E quelle dedicate: come il tributo che, dal 26 al 30 aprile, a quattro mesi dalla sua scomparsa, InGruppo dedicherà a Gualtiero Marchesi, nei 20 locali degli amici ristoratori.
Infine, quest’anno, InGruppo ha la sua prima guida: un raffinato prodotto editoriale, curato da Media Value, dove sono riassunti i profili dei 20 ristoranti, ma anche una loro iconica ricetta.
Una guida che ha l’impostazione di un Baedeker gastronomico dove ci si inoltra le valli bergamasche e i laghi prealpini, alla ricerca di quelle particolarità alimentari ed enologiche che determinano l’unicità e l’identità dei territori.

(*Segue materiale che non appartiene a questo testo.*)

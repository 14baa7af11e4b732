//! TOML configuration file loading
//!
//! Supports `~/.config/hark/config.toml` as a persistent config source.
//! All fields are optional; the file is a partial overlay on top of defaults.
//! Durations are given in milliseconds.

use std::path::{Path, PathBuf};

use serde::Deserialize;

use crate::Result;
use crate::voice::{PhoneticRule, SttProvider, TtsProvider};

/// Top-level TOML configuration file schema
#[derive(Debug, Default, Deserialize)]
#[serde(deny_unknown_fields)]
pub struct HarkConfigFile {
    /// Where the history database lives
    pub data_dir: Option<String>,

    /// Wake word, speech services and user preferences
    #[serde(default)]
    pub voice: VoiceFileConfig,

    /// Endpointing thresholds
    #[serde(default)]
    pub endpointing: EndpointingFileConfig,

    /// Restart and timeout timings
    #[serde(default)]
    pub session: SessionFileConfig,

    /// Response pipeline
    #[serde(default)]
    pub assistant: AssistantFileConfig,

    /// API keys for external services
    #[serde(default)]
    pub api_keys: ApiKeysFileConfig,
}

/// Voice configuration
#[derive(Debug, Default, Deserialize)]
#[serde(deny_unknown_fields)]
pub struct VoiceFileConfig {
    /// Wake phrase (e.g. "hey mccarthy")
    pub wake_word: Option<String>,

    /// Require the wake word before acting on speech
    pub wake_word_enabled: Option<bool>,

    /// Treat words after the wake word as the request
    pub forward_wake_remainder: Option<bool>,

    /// Extra phonetic confusion rules for the wake word
    pub phonetic_rules: Option<Vec<PhoneticRule>>,

    /// Speaking rate multiplier
    pub playback_rate: Option<f32>,

    /// BCP-47 locale (e.g. "en-AU")
    pub locale: Option<String>,

    /// Speak replies aloud
    pub speech_output: Option<bool>,

    pub stt_provider: Option<SttProvider>,

    /// STT model (e.g. "whisper-1")
    pub stt_model: Option<String>,

    pub tts_provider: Option<TtsProvider>,

    /// TTS model (e.g. "tts-1")
    pub tts_model: Option<String>,

    /// TTS voice identifier (e.g. "alloy")
    pub tts_voice: Option<String>,

    pub transcription_timeout_ms: Option<u64>,

    pub synthesis_timeout_ms: Option<u64>,
}

/// Endpointing configuration
#[derive(Debug, Default, Deserialize)]
#[serde(deny_unknown_fields)]
pub struct EndpointingFileConfig {
    pub poll_interval_ms: Option<u64>,

    /// Speech threshold in dBFS
    pub speech_threshold_db: Option<f32>,

    pub silence_ms: Option<u64>,

    pub max_duration_ms: Option<u64>,
}

/// Session timing configuration
#[derive(Debug, Default, Deserialize)]
#[serde(deny_unknown_fields)]
pub struct SessionFileConfig {
    pub restart_delay_ms: Option<u64>,

    pub busy_retry_ms: Option<u64>,

    pub backoff_base_ms: Option<u64>,

    pub backoff_max_ms: Option<u64>,

    pub response_timeout_ms: Option<u64>,
}

/// Response pipeline configuration
#[derive(Debug, Default, Deserialize)]
#[serde(deny_unknown_fields)]
pub struct AssistantFileConfig {
    /// Assistant name used in the default system prompt
    pub name: Option<String>,

    /// OpenAI-compatible base URL
    pub base_url: Option<String>,

    pub model: Option<String>,

    pub max_tokens: Option<u32>,

    /// Replaces the default system prompt entirely
    pub system_prompt: Option<String>,

    /// Conversation turns sent with each request
    pub history_turns: Option<usize>,

    /// IANA timezone name
    pub timezone: Option<String>,

    pub location: Option<String>,
}

/// API keys configuration
#[derive(Debug, Default, Deserialize)]
#[serde(deny_unknown_fields)]
pub struct ApiKeysFileConfig {
    pub openai: Option<String>,
    pub deepgram: Option<String>,
    pub elevenlabs: Option<String>,
    pub llm: Option<String>,
}

/// Parse config file contents
///
/// # Errors
///
/// Returns error if the TOML is malformed or has unknown keys
pub fn parse_config(content: &str) -> Result<HarkConfigFile> {
    Ok(toml::from_str(content)?)
}

/// Load the TOML config file from the standard path
///
/// Returns `HarkConfigFile::default()` if the file doesn't exist or can't be parsed.
pub fn load_config_file() -> HarkConfigFile {
    config_file_path().map_or_else(HarkConfigFile::default, |path| load_config_from(&path))
}

/// Load a config file from `path`, falling back to defaults
pub fn load_config_from(path: &Path) -> HarkConfigFile {
    if !path.exists() {
        return HarkConfigFile::default();
    }

    match std::fs::read_to_string(path) {
        Ok(content) => match parse_config(&content) {
            Ok(config) => {
                tracing::info!(path = %path.display(), "loaded config file");
                config
            }
            Err(e) => {
                tracing::warn!(
                    path = %path.display(),
                    error = %e,
                    "failed to parse config file, using defaults"
                );
                HarkConfigFile::default()
            }
        },
        Err(e) => {
            tracing::warn!(
                path = %path.display(),
                error = %e,
                "failed to read config file"
            );
            HarkConfigFile::default()
        }
    }
}

/// Return the config file path: `~/.config/hark/config.toml`
pub fn config_file_path() -> Option<PathBuf> {
    directories::BaseDirs::new().map(|d| d.config_dir().join("hark").join("config.toml"))
}

#[cfg(test)]
mod tests {
    use super::*;
    use crate::voice::Anchor;

    #[test]
    fn test_parse_full_file() {
        let config = parse_config(
            r#"
            data_dir = "/tmp/hark"

            [voice]
            wake_word = "hey orin"
            wake_word_enabled = false
            locale = "en-GB"
            stt_provider = "deepgram"
            tts_provider = "elevenlabs"

            [[voice.phonetic_rules]]
            pattern = "oran"
            anchor = "prefix"
            confidence = 0.7

            [endpointing]
            silence_ms = 1200

            [session]
            backoff_max_ms = 5000

            [assistant]
            base_url = "http://localhost:11434/v1"
            history_turns = 6
            "#,
        )
        .unwrap();

        assert_eq!(config.data_dir.as_deref(), Some("/tmp/hark"));
        assert_eq!(config.voice.wake_word_enabled, Some(false));
        assert_eq!(config.voice.stt_provider, Some(SttProvider::Deepgram));
        assert_eq!(config.voice.tts_provider, Some(TtsProvider::ElevenLabs));
        let rules = config.voice.phonetic_rules.unwrap();
        assert_eq!(rules[0].anchor, Anchor::Prefix);
        assert_eq!(config.endpointing.silence_ms, Some(1200));
        assert_eq!(config.session.backoff_max_ms, Some(5000));
        assert_eq!(config.assistant.history_turns, Some(6));
    }

    #[test]
    fn test_empty_file_is_all_defaults() {
        let config = parse_config("").unwrap();
        assert!(config.voice.wake_word.is_none());
        assert!(config.api_keys.openai.is_none());
    }

    #[test]
    fn test_unknown_keys_are_rejected() {
        assert!(parse_config("[voice]\nwake_wrod = \"hey\"").is_err());
    }

    #[test]
    fn test_malformed_file_falls_back_to_defaults() {
        let dir = tempfile::tempdir().unwrap();
        let path = dir.path().join("config.toml");
        std::fs::write(&path, "[voice\nnot toml").unwrap();

        let config = load_config_from(&path);
        assert!(config.voice.wake_word.is_none());
    }

    #[test]
    fn test_missing_file_is_defaults() {
        let dir = tempfile::tempdir().unwrap();
        let config = load_config_from(&dir.path().join("absent.toml"));
        assert!(config.data_dir.is_none());
    }
}
//! OpenAI-compatible chat-completions pipeline

use async_trait::async_trait;
use chrono::Utc;
use reqwest::Client;
use secrecy::{ExposeSecret, SecretString};
use serde::{Deserialize, Serialize};

use super::{ConversationContext, ResponsePipeline};
use crate::{Error, Result};

/// Spoken when the model returns no content
pub const FALLBACK_REPLY: &str = "Sorry, I couldn't come up with an answer to that.";

/// Calls `{base_url}/chat/completions`
pub struct ChatCompletionPipeline {
    client: Client,
    base_url: String,
    api_key: Option<SecretString>,
    model: String,
    system_prompt: String,
    max_tokens: u32,
}

impl ChatCompletionPipeline {
    /// Create a pipeline
    ///
    /// `api_key` may be omitted for local servers that do not check it.
    #[must_use]
    pub fn new(
        base_url: &str,
        api_key: Option<SecretString>,
        model: String,
        system_prompt: String,
        max_tokens: u32,
    ) -> Self {
        Self {
            client: Client::new(),
            base_url: base_url.trim_end_matches('/').to_string(),
            api_key,
            model,
            system_prompt,
            max_tokens,
        }
    }

    fn build_request<'a>(&'a self, text: &'a str, context: &'a ConversationContext) -> ChatRequest<'a> {
        let system = format!(
            "{}\n\n{}",
            self.system_prompt,
            context.user_context_block(Utc::now())
        );

        let mut messages = vec![ChatMessage {
            role: "system",
            content: system.into(),
        }];
        messages.extend(context.history().map(|turn| ChatMessage {
            role: turn.role.as_str(),
            content: turn.content.as_str().into(),
        }));
        messages.push(ChatMessage {
            role: "user",
            content: text.into(),
        });

        ChatRequest {
            model: &self.model,
            messages,
            max_tokens: self.max_tokens,
        }
    }
}

#[async_trait]
impl ResponsePipeline for ChatCompletionPipeline {
    async fn respond(&self, text: &str, context: &ConversationContext) -> Result<String> {
        let request = self.build_request(text, context);

        tracing::debug!(
            model = %self.model,
            turns = context.len(),
            "requesting reply"
        );

        let mut builder = self
            .client
            .post(format!("{}/chat/completions", self.base_url))
            .json(&request);
        if let Some(key) = &self.api_key {
            builder = builder.bearer_auth(key.expose_secret());
        }

        let response = builder
            .send()
            .await
            .map_err(|e| Error::Response(format!("chat request failed: {e}")))?;

        if !response.status().is_success() {
            let status = response.status();
            let body = response.text().await.unwrap_or_default();
            return Err(Error::Response(format!("chat API error {status}: {body}")));
        }

        let result: ChatResponse = response
            .json()
            .await
            .map_err(|e| Error::Response(format!("failed to parse chat response: {e}")))?;

        Ok(reply_text(result))
    }
}

fn reply_text(response: ChatResponse) -> String {
    let content = response
        .choices
        .into_iter()
        .next()
        .and_then(|c| c.message.content)
        .map(|c| c.trim().to_string())
        .unwrap_or_default();

    if content.is_empty() {
        tracing::warn!("model returned no content, using fallback reply");
        FALLBACK_REPLY.to_string()
    } else {
        content
    }
}

#[derive(Serialize)]
struct ChatRequest<'a> {
    model: &'a str,
    messages: Vec<ChatMessage<'a>>,
    max_tokens: u32,
}

#[derive(Serialize)]
struct ChatMessage<'a> {
    role: &'a str,
    content: std::borrow::Cow<'a, str>,
}

#[derive(Deserialize)]
struct ChatResponse {
    choices: Vec<Choice>,
}

#[derive(Deserialize)]
struct Choice {
    message: ChoiceMessage,
}

#[derive(Deserialize)]
struct ChoiceMessage {
    content: Option<String>,
}
//! Error types for the hark voice engine

use serde::Serialize;
use thiserror::Error;

/// Result type alias for hark operations
pub type Result<T> = std::result::Result<T, Error>;

/// Errors that can occur in the voice engine
#[derive(Debug, Error)]
pub enum Error {
    /// Configuration error
    #[error("configuration error: {0}")]
    Config(String),

    /// Microphone access was refused by the OS or the user
    #[error("microphone permission denied: {0}")]
    PermissionDenied(String),

    /// Audio device or stream error
    #[error("audio error: {0}")]
    Audio(String),

    /// Speech-to-text service error
    #[error("STT error: {0}")]
    Stt(String),

    /// Transcription failed or timed out
    #[error("transcription failed: {reason}")]
    Transcription {
        /// Human-readable cause
        reason: String,
        /// What went wrong, for deciding whether the user hears about it
        cause: TranscriptionFailure,
    },

    /// Text-to-speech service error
    #[error("TTS error: {0}")]
    Tts(String),

    /// Audio playback failed
    #[error("playback error: {0}")]
    Playback(String),

    /// Response pipeline failed
    #[error("response error: {0}")]
    Response(String),

    /// Database error
    #[error("database error: {0}")]
    Database(String),

    /// The session task is no longer running
    #[error("voice session has shut down")]
    SessionClosed,

    /// IO error
    #[error("io error: {0}")]
    Io(#[from] std::io::Error),

    /// HTTP error
    #[error("http error: {0}")]
    Http(#[from] reqwest::Error),

    /// Serialization error
    #[error("serialization error: {0}")]
    Serialization(#[from] serde_json::Error),

    /// TOML parsing error
    #[error("toml error: {0}")]
    Toml(#[from] toml::de::Error),

    /// `SQLite` error
    #[error("sqlite error: {0}")]
    Sqlite(#[from] rusqlite::Error),
}

impl Error {
    /// Classify this error for the session taxonomy
    #[must_use]
    pub const fn kind(&self) -> ErrorKind {
        match self {
            Self::PermissionDenied(_) => ErrorKind::PermissionDenied,
            Self::Stt(_) | Self::Transcription { .. } => ErrorKind::Transcription,
            Self::Tts(_) | Self::Playback(_) => ErrorKind::Playback,
            Self::Response(_) => ErrorKind::Response,
            _ => ErrorKind::Capture,
        }
    }

    /// Whether the error stems from a deadline rather than a failure
    #[must_use]
    pub fn is_timeout(&self) -> bool {
        match self {
            Self::Http(e) => e.is_timeout(),
            Self::Transcription { cause, .. } => *cause == TranscriptionFailure::Timeout,
            _ => false,
        }
    }

    /// Whether the service was never reached or never answered
    #[must_use]
    pub fn is_transport(&self) -> bool {
        match self {
            Self::Http(e) => e.is_connect() || e.is_request() || e.is_timeout() || e.is_body(),
            Self::Transcription { cause, .. } => *cause == TranscriptionFailure::Transport,
            _ => false,
        }
    }
}

/// Why a transcription produced no utterance
#[derive(Debug, Clone, Copy, PartialEq, Eq, Serialize)]
#[serde(rename_all = "snake_case")]
pub enum TranscriptionFailure {
    /// No answer within the deadline
    Timeout,
    /// The service could not be reached
    Transport,
    /// The service answered and refused the audio
    Rejected,
}

impl TranscriptionFailure {
    /// Only a refusal is worth telling the user about
    #[must_use]
    pub const fn is_user_facing(self) -> bool {
        matches!(self, Self::Rejected)
    }
}

/// Session-level error taxonomy
///
/// Empty utterances and rejected wake words are normal outcomes and have no
/// variant here.
#[derive(Debug, Clone, Copy, PartialEq, Eq, Serialize)]
#[serde(rename_all = "snake_case")]
pub enum ErrorKind {
    /// Fatal until access is re-granted; never retried automatically
    PermissionDenied,
    /// Recorder failed after its single retry
    Capture,
    /// Speech-to-text failed or timed out
    Transcription,
    /// Response pipeline failed or timed out
    Response,
    /// Synthesis or playback failed
    Playback,
}
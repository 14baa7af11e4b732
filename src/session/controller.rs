//! Voice session controller
//!
//! A single tokio task owns the [`VoiceSession`] and every transition.
//! Capture cycles, transcription, pipeline calls and playback run as worker
//! tasks that report back over an event channel. Each worker and restart
//! timer is stamped with the session epoch; disabling bumps the epoch so
//! anything still in flight is ignored when it reports.

use std::future::Future;
use std::sync::Arc;
use std::time::Duration;

use tokio::sync::{mpsc, oneshot, watch};
use tokio::task::JoinHandle;
use tokio_util::sync::CancellationToken;

use super::backoff::BackoffPolicy;
use super::observer::{Notice, SessionObserver};
use super::state::{Busy, VoiceSession, VoiceState};
use crate::agent::{ConversationContext, ResponsePipeline};
use crate::config::VoicePreferences;
use crate::history::ExchangeRepo;
use crate::voice::{
    EndpointEvent, Endpointer, PlaybackEvent, SpeechOptions, SpeechPlayer, TranscriptionClient,
    Utterance, WakeWordMatcher,
};
use crate::{Error, ErrorKind, Result};

/// Controller timings
#[derive(Debug, Clone, PartialEq, Eq)]
pub struct SessionConfig {
    /// Dispatch words following the wake word as the request
    pub forward_wake_remainder: bool,

    /// Pause before re-arming capture after a normal outcome
    pub restart_delay: Duration,

    /// Retry delay when a restart finds the guard held
    pub busy_retry_delay: Duration,

    /// Delay growth after consecutive errors
    pub backoff: BackoffPolicy,

    /// Deadline for the response pipeline
    pub response_timeout: Duration,
}

impl Default for SessionConfig {
    fn default() -> Self {
        Self {
            forward_wake_remainder: true,
            restart_delay: Duration::from_millis(500),
            busy_retry_delay: Duration::from_millis(750),
            backoff: BackoffPolicy::default(),
            response_timeout: Duration::from_secs(60),
        }
    }
}

/// Collaborators the controller drives
pub struct SessionParts {
    pub endpointer: Arc<Endpointer>,
    pub transcriber: Arc<TranscriptionClient>,
    pub matcher: Arc<WakeWordMatcher>,
    pub player: Arc<SpeechPlayer>,
    pub pipeline: Arc<dyn ResponsePipeline>,
    pub observer: Arc<dyn SessionObserver>,
    /// Where completed exchanges are persisted, if anywhere
    pub history: Option<ExchangeRepo>,
}

enum Command {
    Enable,
    Disable,
    Preferences(VoicePreferences),
    Shutdown(oneshot::Sender<()>),
}

/// Handle to a running session task
///
/// Dropping the handle ends the task once pending commands drain.
pub struct VoiceSessionController {
    commands: mpsc::Sender<Command>,
    state: watch::Receiver<VoiceState>,
    task: JoinHandle<()>,
}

Scrive Mario Cucci, l’editore, in apertura della guida: “Questo volume vuole essere il baluardo per i fieri condottieri di qualità”. Un preludio che conferisce ai ristoratori di InGruppo una particolare autorevolezza: quella di chi sa coniugare il pensiero con il fare.

Quelli di  InGruppo
A’Anteprima (Chiuduno – Bg), Al Vigneto (Grumello del Monte – Bg), Antica Osteria dei Camelì (Ambivere – Bg), Casual Ristorante (Bergamo), Colleoni & Dell’Angelo (Bergamo Alta), Collina (Almenno S. Bartolomeo – Bg), Nuova Trattoria Dac A Trà (Castello Brianza –Lc), Da Vittorio (Brusaporto – Bg), Ristorante Enrico Bartolini al Mudec (Milano), Frosio (Almè), Il Saraceno (Cavernago – Bg), La Caprese (Mozzo – Bg), Lio Pellegrini (Bergamo), Loro(Trescore Balneario – Bg), Osteria della Brughiera (Villa d’Almè – Bg), Posta (S. Omobono Terme – Bg), Roof Garden Restaurant (Bergamo), Villa Patrizia Ristorante (Petosino di Sorisole – Bg), Ezio Gritti (Bergamo) e Pomiroeu (Seregno – MB).